Cuba : un pas de plus vers le capitalisme

Raul Castro a annoncé le début du processus de réunification des deux monnaies qui circulent depuis 19 ans à Cuba. En
1993, pour faire face à l'effondrement consécutif à la chute du bloc
soviétique, le gouvernement a officialisé la dollarisation rampante de
l"économie, en créant le peso convertible (à parité fixe avec le dollar)
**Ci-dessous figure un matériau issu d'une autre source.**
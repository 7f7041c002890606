//! ALU operation tables and lane pipelining.
//!
//! The pure evaluator gets a deterministic vector table per operation
//! group; the lane test drives commands through the ports to check the
//! 3-stage timing and the duplicated outputs.

use proptest::prelude::*;
use rstest::rstest;
use scsim_core::core::units::intu::{execute_operation, Intu};
use scsim_core::core::units::ops::AluOp;
use scsim_core::fabric::packet::{Packet, Payload};
use scsim_core::fabric::port::PortTable;

// ─── Pure evaluator tables ─────────────────────────────────────────────

#[rstest]
#[case(AluOp::Add, 5, 7, 12)]
#[case(AluOp::Add, u32::MAX, 1, 0)]
#[case(AluOp::Sub, 5, 7, (-2i32) as u32)]
#[case(AluOp::Slt, (-1i32) as u32, 0, 1)]
#[case(AluOp::Slt, 0, (-1i32) as u32, 0)]
#[case(AluOp::Sltu, (-1i32) as u32, 0, 0)]
#[case(AluOp::Xor, 0b1100, 0b1010, 0b0110)]
#[case(AluOp::Or, 0b1100, 0b1010, 0b1110)]
#[case(AluOp::And, 0b1100, 0b1010, 0b1000)]
#[case(AluOp::Lui, 0, 0x12345, 0x1234_5000)]
fn rv32i_vectors(#[case] op: AluOp, #[case] a: u32, #[case] b: u32, #[case] expect: u32) {
    assert_eq!(execute_operation(a, b, op), expect);
}

#[rstest]
#[case(AluOp::Sll, 1, 4, 0x10)]
#[case(AluOp::Sll, 1, 33, 2)]
#[case(AluOp::Srl, 0x8000_0000, 31, 1)]
#[case(AluOp::Sra, 0x8000_0000, 31, 0xFFFF_FFFF)]
#[case(AluOp::Rol, 0x8000_0001, 1, 3)]
#[case(AluOp::Ror, 3, 1, 0x8000_0001)]
#[case(AluOp::Ror, 3, 33, 0x8000_0001)]
fn shift_and_rotate_vectors(#[case] op: AluOp, #[case] a: u32, #[case] b: u32, #[case] expect: u32) {
    assert_eq!(execute_operation(a, b, op), expect);
}

#[rstest]
#[case(AluOp::Andn, 0b1111, 0b0101, 0b1010)]
#[case(AluOp::Orn, 0, 0xFFFF_FFF0, 0xF)]
#[case(AluOp::Xnor, 0xFFFF_FFFF, 0, 0)]
#[case(AluOp::Clz, 0x0000_FFFF, 0, 16)]
#[case(AluOp::Ctz, 0x8000_0000, 0, 31)]
#[case(AluOp::Cpop, 0xF0F0_F0F0, 0, 16)]
#[case(AluOp::Max, (-5i32) as u32, 3, 3)]
#[case(AluOp::Maxu, (-5i32) as u32, 3, (-5i32) as u32)]
#[case(AluOp::Min, (-5i32) as u32, 3, (-5i32) as u32)]
#[case(AluOp::Minu, (-5i32) as u32, 3, 3)]
#[case(AluOp::Sextb, 0x80, 0, 0xFFFF_FF80)]
#[case(AluOp::Sextb, 0x7F, 0, 0x7F)]
#[case(AluOp::Sexth, 0x8000, 0, 0xFFFF_8000)]
#[case(AluOp::Zexth, 0xABCD_8000, 0, 0x8000)]
#[case(AluOp::Rev8, 0x1122_3344, 0, 0x4433_2211)]
#[case(AluOp::Orcb, 0x0001_0100, 0, 0x00FF_FF00)]
fn zbb_vectors(#[case] op: AluOp, #[case] a: u32, #[case] b: u32, #[case] expect: u32) {
    assert_eq!(execute_operation(a, b, op), expect);
}

#[test]
fn pass_through_operations() {
    assert_eq!(execute_operation(11, 22, AluOp::PassA), 11);
    assert_eq!(execute_operation(11, 22, AluOp::PassB), 22);
}

proptest! {
    /// Referential transparency: same inputs, same output, across every op.
    #[test]
    fn evaluator_is_deterministic(a: u32, b: u32) {
        for op in [
            AluOp::Add, AluOp::Sub, AluOp::Slt, AluOp::Sltu, AluOp::Xor,
            AluOp::Or, AluOp::And, AluOp::Sll, AluOp::Srl, AluOp::Sra,
            AluOp::Clz, AluOp::Ctz, AluOp::Cpop, AluOp::Rol, AluOp::Ror,
        ] {
            prop_assert_eq!(execute_operation(a, b, op), execute_operation(a, b, op));
        }
    }

    /// A rotate right undoes the matching rotate left.
    #[test]
    fn rotates_are_inverses(a: u32, s in 0u32..32) {
        let rolled = execute_operation(a, s, AluOp::Rol);
        prop_assert_eq!(execute_operation(rolled, s, AluOp::Ror), a);
    }

    /// Shift amounts reduce mod 32.
    #[test]
    fn shift_masking(a: u32, s in 0u32..256) {
        prop_assert_eq!(
            execute_operation(a, s, AluOp::Sll),
            execute_operation(a, s & 0x1F, AluOp::Sll)
        );
    }
}

// ─── Lane pipelining ───────────────────────────────────────────────────

#[test]
fn lane_latency_and_duplicated_outputs() {
    let mut ports = PortTable::new();
    let mut lane = Intu::new("intu0", 1, &mut ports).unwrap();
    ports.write(
        lane.in_port,
        Packet::new(
            Payload::AluCmd {
                a: 5,
                b: 7,
                op: AluOp::Add,
                rd: 3,
            },
            0,
        ),
    );
    for t in 0..3u64 {
        lane.tick(t, &mut ports);
        assert!(!ports.has_data(lane.out_port));
    }
    lane.tick(3, &mut ports);
    let out = ports.read(lane.out_port).unwrap();
    assert!(matches!(out.payload, Payload::AluResult { value: 12, rd: 3 }));
    assert!(matches!(
        ports.read(lane.rd_out).map(|p| p.payload),
        Some(Payload::Value(3))
    ));
    assert!(matches!(
        ports.read(lane.data_out).map(|p| p.payload),
        Some(Payload::Value(12))
    ));
    assert_eq!(lane.ops_executed(), 1);
}

#[test]
fn lane_sustains_one_result_per_tick() {
    let mut ports = PortTable::new();
    let mut lane = Intu::new("intu0", 1, &mut ports).unwrap();
    let mut results = Vec::new();
    for t in 0..10u64 {
        ports.write(
            lane.in_port,
            Packet::new(
                Payload::AluCmd {
                    a: t as u32,
                    b: 1,
                    op: AluOp::Add,
                    rd: 1,
                },
                t,
            ),
        );
        lane.tick(t, &mut ports);
        if let Some(p) = ports.read(lane.out_port) {
            if let Payload::AluResult { value, .. } = p.payload {
                results.push(value);
            }
        }
    }
    assert_eq!(results, vec![1, 2, 3, 4, 5, 6, 7]);
}

#[test]
fn stall_signal_freezes_the_lane() {
    let mut ports = PortTable::new();
    let mut lane = Intu::new("intu0", 1, &mut ports).unwrap();
    ports.write(
        lane.in_port,
        Packet::new(
            Payload::AluCmd {
                a: 1,
                b: 1,
                op: AluOp::Add,
                rd: 1,
            },
            0,
        ),
    );
    lane.tick(0, &mut ports);
    ports.write(lane.stall_port, Packet::signal(true, 1));
    for t in 1..5u64 {
        lane.tick(t, &mut ports);
        assert!(!ports.has_data(lane.out_port));
    }
    ports.write(lane.stall_port, Packet::signal(false, 5));
    lane.tick(5, &mut ports);
    lane.tick(6, &mut ports);
    lane.tick(7, &mut ports);
    assert!(ports.has_data(lane.out_port));
    assert!(lane.pipe.total_stalls() >= 4);
}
à côté du peso cubain (qui vaut actuellement 1/25ème d"un
peso convertible). Associé au démantèlement du monopole étatique du
commerce extérieur, la nouvelle monnaie a permis de développer le
tourisme et les investissements étrangers pour financer les
importations. Le développement du secteur privé (national et étranger) a
accru les inégalités : la majorité des travailleurs sont payés en peso
cubain et n'ont pas accès aux biens importés évalués en peso convertible
(un litre de lait vaut par exemple environ 15% du salaire mensuel
moyen). Outre les services publics gratuits (éducation, santé, ...), les
cubains ne peuvent
survivre que grâce à la « libreta », de plus en plus réduite, qui
fournit à chacun des produits de base à bas prix. Mais pour pouvoir
consommer des légumes ou de la viande, les cubains doivent se tourner
vers le marché libre hors de prix. Signalons également que l'odieux
embargo US imposé depuis plus de 50 ans aggrave fortement les
difficultés de l’île.
Trois
ans après « l"actualisation du modèle socialiste cubain », et notamment
le licenciement de près de 500 000 fonctionnaires, la restauration du
capitalisme est en marche suivant « l"exemple » chinois. A la différence
des réformes des années 1990, les nouvelles entreprises privées sont
désormais autorisées à embaucher des salariés. Le secteur non étatique
devrait représenter plus de 40% du PIB en 2015. La réforme devrait se
traduire par une convergence
progressive des deux monnaies, et donc une dépréciation du peso
convertible, ce qui peut sembler favorable aux travailleurs puisqu'ils
pourront acheter davantage de biens importés. Mais la contrepartie de
ces espoirs risque d'être la remise en cause des acquis, services
publics gratuits et libreta. Car le sens de la réforme est de faire
rentrer Cuba dans la « normalité » capitaliste, et ce sont les
travailleurs qui en paieront le prix, en dépit des discours
mystificateurs de la bureaucratie. La seule alternative passe par
l"initiative autonome des travailleurs pour défendre et étendre ce qu'il
reste des conquêtes de la révolution.